STOP STRUCTURE FOR MICROFLUIDIC DEVICE

This invention relates to stop structures for microfluidic devices. In particular it relates to three dimensional stop structures.

BACKGROUND TO THE INVENTION

A novel microfluidic device is described in our co-pending international patent application number PCT/AU2005/001341. This device and other known microfluidic devices move fluids through microchannels. The forces acting upon the moving fluids are complex and include capillary forces (i.e. wall/fluid interaction) as well as pressure, electrohydrodynamical and magnetic forces. The driving force is provided by some form of pump such as a peristaltic pump, a ferrofluidic pump, electroosmotic pump, thermopneumatic pump or a diaphragm pump. In some applications the driving force is generated locally, for example by a capillary driving force. In most cases, structures are required to help control the flow of fluid through the microchannels in addition to the control provided by the pump, if useful devices are to be constructed.

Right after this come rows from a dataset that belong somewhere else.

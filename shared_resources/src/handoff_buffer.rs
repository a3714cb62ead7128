/// ----- HANDOFF BUFFER -----
/// The only channel actors share events through. Each item is tagged with
/// the origin of the actor that produced it, and an actor may never remove
/// an item it produced itself while that item is at the head. This keeps
/// the request/response turn-taking between the scheduler and each
/// subsystem honest: nobody consumes their own message straight back.

use std::collections::VecDeque;

use parking_lot::{Condvar, Mutex};

use crate::event::{Event, Origin};

struct Inner {
    items: VecDeque<(Origin, Event)>,
    closed: bool,
}

pub struct HandoffBuffer {
    inner: Mutex<Inner>,
    state_changed: Condvar,
    capacity: Option<usize>,
}

impl HandoffBuffer {
    pub fn new() -> Self {
        Self::build(None)
    }

    pub fn with_capacity(capacity: usize) -> Self {
        Self::build(Some(capacity))
    }

    fn build(capacity: Option<usize>) -> Self {
        HandoffBuffer {
            inner: Mutex::new(Inner {
                items: VecDeque::new(),
                closed: false,
            }),
            state_changed: Condvar::new(),
            capacity,
        }
    }

    /// Appends an event tagged with the producing actor's origin. Blocks
    /// while a bounded buffer is full. Returns false if the buffer was
    /// closed before the event could be stored.
    pub fn add_last(&self, event: Event, origin: Origin) -> bool {
        let mut inner = self.inner.lock();
        while !inner.closed && self.is_full(&inner) {
            self.state_changed.wait(&mut inner);
        }
        if inner.closed {
            return false;
        }
        inner.items.push_back((origin, event));
        self.state_changed.notify_all();
        true
    }

    /// Blocks until the head item was produced by someone other than
    /// `caller`, then removes and returns it. Returns None once the buffer
    /// is closed; closing is the cancellation path for blocked actors.
    pub fn remove_first(&self, caller: Origin) -> Option<Event> {
        let mut inner = self.inner.lock();
        loop {
            if let Some((producer, _)) = inner.items.front() {
                if *producer != caller {
                    let (_, event) = inner.items.pop_front().unwrap();
                    self.state_changed.notify_all();
                    return Some(event);
                }
            }
            if inner.closed {
                return None;
            }
            self.state_changed.wait(&mut inner);
        }
    }

    /// Non-blocking variant of remove_first.
    pub fn try_remove_first(&self, caller: Origin) -> Option<Event> {
        let mut inner = self.inner.lock();
        match inner.items.front() {
            Some((producer, _)) if *producer != caller => {
                let (_, event) = inner.items.pop_front().unwrap();
                self.state_changed.notify_all();
                Some(event)
            }
            _ => None,
        }
    }

    /// True if remove_first would return immediately for `caller`.
    pub fn can_remove(&self, caller: Origin) -> bool {
        let inner = self.inner.lock();
        matches!(inner.items.front(), Some((producer, _)) if *producer != caller)
    }

    pub fn is_empty(&self) -> bool {
        self.inner.lock().items.is_empty()
    }

    pub fn len(&self) -> usize {
        self.inner.lock().items.len()
    }

    /// Wakes every blocked actor; pending items can still be drained with
    /// try_remove_first, but blocking calls return None from here on.
    pub fn close(&self) {
        self.inner.lock().closed = true;
        self.state_changed.notify_all();
    }

    fn is_full(&self, inner: &Inner) -> bool {
        match self.capacity {
            Some(capacity) => inner.items.len() >= capacity,
            None => false,
        }
    }
}

impl Default for HandoffBuffer {
    fn default() -> Self {
        Self::new()
    }
}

One form of device for flow control is a mechanical valve which commonly is in the form of a membrane, pin or ball. These type of moving part structures can be problematic in microchannel devices as they typically have leak problems and introduce significant dead volumes. They also tend to fatigue with repeated use which leads to failure.

Another approach to flow control includes using chemical and/or other materials to physically block flow. Typical physical flow control solutions include wax plugs, hydrogels, magneto-rheological fluids and electro-rheological fluids. This approach is problematic for microassay applications as the chemicals can cause contamination of the microassay. Furthermore, the performance of these solutions is usually microassay dependent, leading to non-robust solutions.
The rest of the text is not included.